• **Directions**
Given the material below, return only the lines starting at the line with "pub data: Vec<Vec<f64>>" and ending at the line with "from [-1, 1).", exactly as they appear.

• **Dataset content**
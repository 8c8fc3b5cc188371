// This binary crate is intentionally minimal.
// All perceptron logic lives in the library (src/lib.rs and its modules).
// Run the demo with:
//   cargo run --example xor
fn main() {
    println!("perceptron-rs: a single-layer perceptron trained by online gradient descent.");
    println!("Run `cargo run --example xor` to see why one layer cannot solve XOR.");
}
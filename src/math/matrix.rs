use rand::prelude::*;
use serde::{Serialize, Deserialize};

#[derive(Debug, Clone, PartialEq, Serialize, Deserialize)]
pub struct Matrix{
    pub rows: usize,
    pub cols: usize,
    pub data: Vec<Vec<f64>>
}

impl Matrix{
    pub fn zeros(rows: usize, cols: usize) -> Matrix {
        Matrix{
            rows,
            cols,
            data: vec![vec![0.0; cols]; rows]
        }
    }

    /// Fills every entry with an independent uniform sample from [-1, 1).
    pub fn random(rows: usize, cols: usize) -> Matrix {
        Matrix::random_with(rows, cols, &mut rand::thread_rng())
    }

    /// Same as `random`, but draws from a caller-supplied generator so
    /// tests can seed a `StdRng` for reproducible weights.
    pub fn random_with<R: Rng>(rows: usize, cols: usize, rng: &mut R) -> Matrix {
        let mut res = Matrix::zeros(rows, cols);

        for i in 0..rows {
            for j in 0..cols {
                res.data[i][j] = rng.gen::<f64>() * 2.0 - 1.0;
            }
        }

        res
    }
}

• **Exercise answer**
    pub data: Vec<Vec<f64>>
}

impl Matrix{
    pub fn zeros(rows: usize, cols: usize) -> Matrix {
        Matrix{
            rows,
            cols,
            data: vec![vec![0.0; cols]; rows]
        }
    }

    /// Fills every entry with an independent uniform sample from [-1, 1).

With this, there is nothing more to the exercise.